(Collected data)
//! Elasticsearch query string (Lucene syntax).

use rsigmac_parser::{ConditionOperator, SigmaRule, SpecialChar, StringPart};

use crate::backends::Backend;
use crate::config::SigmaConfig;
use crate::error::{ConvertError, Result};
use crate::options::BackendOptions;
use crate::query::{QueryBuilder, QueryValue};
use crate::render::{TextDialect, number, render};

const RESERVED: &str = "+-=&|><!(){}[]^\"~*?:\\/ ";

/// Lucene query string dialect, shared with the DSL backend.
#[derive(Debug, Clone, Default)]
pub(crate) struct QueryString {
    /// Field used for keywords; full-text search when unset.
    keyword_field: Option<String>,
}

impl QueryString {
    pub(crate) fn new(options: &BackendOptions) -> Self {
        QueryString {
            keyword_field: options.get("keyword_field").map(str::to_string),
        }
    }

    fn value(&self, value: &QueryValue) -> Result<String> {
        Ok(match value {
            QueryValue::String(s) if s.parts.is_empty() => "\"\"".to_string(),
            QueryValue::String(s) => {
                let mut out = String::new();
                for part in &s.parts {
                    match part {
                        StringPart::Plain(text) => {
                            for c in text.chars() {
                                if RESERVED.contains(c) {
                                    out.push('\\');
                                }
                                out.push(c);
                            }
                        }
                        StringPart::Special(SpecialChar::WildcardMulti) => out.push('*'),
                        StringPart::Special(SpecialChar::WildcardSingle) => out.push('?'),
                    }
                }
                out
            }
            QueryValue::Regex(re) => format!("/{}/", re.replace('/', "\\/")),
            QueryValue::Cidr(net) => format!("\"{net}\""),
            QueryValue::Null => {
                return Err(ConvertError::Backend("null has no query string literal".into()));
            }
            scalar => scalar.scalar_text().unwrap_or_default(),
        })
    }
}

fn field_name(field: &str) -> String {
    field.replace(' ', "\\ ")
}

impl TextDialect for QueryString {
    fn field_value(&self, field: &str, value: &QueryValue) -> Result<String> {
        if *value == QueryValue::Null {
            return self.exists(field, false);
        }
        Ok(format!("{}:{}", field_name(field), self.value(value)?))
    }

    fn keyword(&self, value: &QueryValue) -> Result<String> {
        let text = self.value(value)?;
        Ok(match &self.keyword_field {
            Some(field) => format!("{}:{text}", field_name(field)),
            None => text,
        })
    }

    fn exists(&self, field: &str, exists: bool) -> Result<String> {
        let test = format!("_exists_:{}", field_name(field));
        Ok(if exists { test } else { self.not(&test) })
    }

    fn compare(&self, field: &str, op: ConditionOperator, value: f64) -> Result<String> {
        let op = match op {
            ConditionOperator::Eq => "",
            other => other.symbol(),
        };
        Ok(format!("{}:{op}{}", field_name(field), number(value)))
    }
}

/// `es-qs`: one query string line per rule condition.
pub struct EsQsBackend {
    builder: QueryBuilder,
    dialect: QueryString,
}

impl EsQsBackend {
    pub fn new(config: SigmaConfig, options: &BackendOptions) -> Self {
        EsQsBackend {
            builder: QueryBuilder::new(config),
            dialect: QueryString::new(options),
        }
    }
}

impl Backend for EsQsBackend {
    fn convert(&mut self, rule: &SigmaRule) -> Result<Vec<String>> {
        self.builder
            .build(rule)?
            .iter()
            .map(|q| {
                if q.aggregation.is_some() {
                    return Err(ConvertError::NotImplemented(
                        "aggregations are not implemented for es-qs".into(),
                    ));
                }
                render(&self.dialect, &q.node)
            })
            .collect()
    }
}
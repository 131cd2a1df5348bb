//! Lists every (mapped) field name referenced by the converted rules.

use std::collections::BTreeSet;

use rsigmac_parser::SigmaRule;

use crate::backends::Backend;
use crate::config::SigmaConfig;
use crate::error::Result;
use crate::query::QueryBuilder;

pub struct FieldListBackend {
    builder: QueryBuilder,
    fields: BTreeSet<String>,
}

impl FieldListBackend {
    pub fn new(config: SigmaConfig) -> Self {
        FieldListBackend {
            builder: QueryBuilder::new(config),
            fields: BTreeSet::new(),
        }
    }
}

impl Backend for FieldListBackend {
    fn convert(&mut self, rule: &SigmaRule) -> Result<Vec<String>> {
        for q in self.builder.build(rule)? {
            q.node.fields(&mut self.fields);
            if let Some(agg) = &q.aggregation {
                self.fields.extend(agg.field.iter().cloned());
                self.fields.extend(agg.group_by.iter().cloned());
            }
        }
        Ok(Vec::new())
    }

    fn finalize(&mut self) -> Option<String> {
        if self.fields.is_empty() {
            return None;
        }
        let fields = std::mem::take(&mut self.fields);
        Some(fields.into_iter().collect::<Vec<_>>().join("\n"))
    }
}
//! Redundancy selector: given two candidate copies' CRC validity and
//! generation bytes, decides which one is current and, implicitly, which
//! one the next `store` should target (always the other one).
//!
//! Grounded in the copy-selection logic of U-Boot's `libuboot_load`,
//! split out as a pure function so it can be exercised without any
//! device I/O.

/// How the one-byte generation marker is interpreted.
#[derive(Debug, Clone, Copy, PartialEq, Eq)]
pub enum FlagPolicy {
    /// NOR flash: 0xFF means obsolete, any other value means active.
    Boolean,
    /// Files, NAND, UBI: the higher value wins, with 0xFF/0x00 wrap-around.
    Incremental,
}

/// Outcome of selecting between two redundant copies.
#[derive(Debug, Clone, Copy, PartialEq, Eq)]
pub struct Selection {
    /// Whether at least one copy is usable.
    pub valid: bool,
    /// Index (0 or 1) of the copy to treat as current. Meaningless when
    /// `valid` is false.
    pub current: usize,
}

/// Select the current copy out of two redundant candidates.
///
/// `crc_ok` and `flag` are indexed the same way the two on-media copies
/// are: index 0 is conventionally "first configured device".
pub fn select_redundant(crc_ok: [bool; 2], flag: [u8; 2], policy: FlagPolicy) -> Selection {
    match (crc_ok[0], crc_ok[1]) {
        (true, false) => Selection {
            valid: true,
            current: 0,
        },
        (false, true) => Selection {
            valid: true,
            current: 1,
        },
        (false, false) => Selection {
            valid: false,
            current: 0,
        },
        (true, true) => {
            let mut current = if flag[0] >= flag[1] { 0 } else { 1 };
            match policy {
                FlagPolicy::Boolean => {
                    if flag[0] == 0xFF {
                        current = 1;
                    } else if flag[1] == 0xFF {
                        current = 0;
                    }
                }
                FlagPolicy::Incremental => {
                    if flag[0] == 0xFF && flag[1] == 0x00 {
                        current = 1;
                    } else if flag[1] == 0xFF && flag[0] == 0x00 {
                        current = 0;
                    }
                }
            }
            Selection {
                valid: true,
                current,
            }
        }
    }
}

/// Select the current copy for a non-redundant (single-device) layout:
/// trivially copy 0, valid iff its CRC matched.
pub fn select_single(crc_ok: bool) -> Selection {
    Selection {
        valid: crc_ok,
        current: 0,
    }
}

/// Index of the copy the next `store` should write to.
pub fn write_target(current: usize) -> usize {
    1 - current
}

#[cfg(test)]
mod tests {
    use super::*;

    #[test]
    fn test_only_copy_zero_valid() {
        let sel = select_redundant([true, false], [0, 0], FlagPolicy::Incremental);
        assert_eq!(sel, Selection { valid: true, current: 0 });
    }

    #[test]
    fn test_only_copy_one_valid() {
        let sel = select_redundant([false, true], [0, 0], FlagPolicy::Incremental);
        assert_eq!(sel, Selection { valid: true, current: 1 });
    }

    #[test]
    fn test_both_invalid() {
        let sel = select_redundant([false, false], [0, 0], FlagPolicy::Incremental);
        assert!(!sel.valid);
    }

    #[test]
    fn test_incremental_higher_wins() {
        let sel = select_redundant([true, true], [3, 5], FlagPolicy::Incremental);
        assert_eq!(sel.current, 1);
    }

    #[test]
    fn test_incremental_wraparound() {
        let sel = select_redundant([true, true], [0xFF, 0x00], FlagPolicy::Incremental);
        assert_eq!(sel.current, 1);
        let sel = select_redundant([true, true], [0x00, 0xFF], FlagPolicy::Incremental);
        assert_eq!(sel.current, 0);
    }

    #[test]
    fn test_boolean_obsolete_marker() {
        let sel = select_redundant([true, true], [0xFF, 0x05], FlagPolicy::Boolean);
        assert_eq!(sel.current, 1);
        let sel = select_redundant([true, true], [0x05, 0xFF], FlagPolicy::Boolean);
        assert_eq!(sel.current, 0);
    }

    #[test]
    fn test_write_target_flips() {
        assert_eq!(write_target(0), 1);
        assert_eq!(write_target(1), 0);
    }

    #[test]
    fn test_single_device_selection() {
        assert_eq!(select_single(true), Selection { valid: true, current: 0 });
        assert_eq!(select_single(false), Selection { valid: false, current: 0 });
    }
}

What you will do:
Transcribe, exactly as written, all lines of the entries above from the first to the one containing "#[derive(Debug, Clone, Default)]", and no more.

Reply to the exercise:
//! Elasticsearch query string (Lucene syntax).

use rsigmac_parser::{ConditionOperator, SigmaRule, SpecialChar, StringPart};

use crate::backends::Backend;
use crate::config::SigmaConfig;
use crate::error::{ConvertError, Result};
use crate::options::BackendOptions;
use crate::query::{QueryBuilder, QueryValue};
use crate::render::{TextDialect, number, render};

const RESERVED: &str = "+-=&|><!(){}[]^\"~*?:\\/ ";

/// Lucene query string dialect, shared with the DSL backend.
#[derive(Debug, Clone, Default)]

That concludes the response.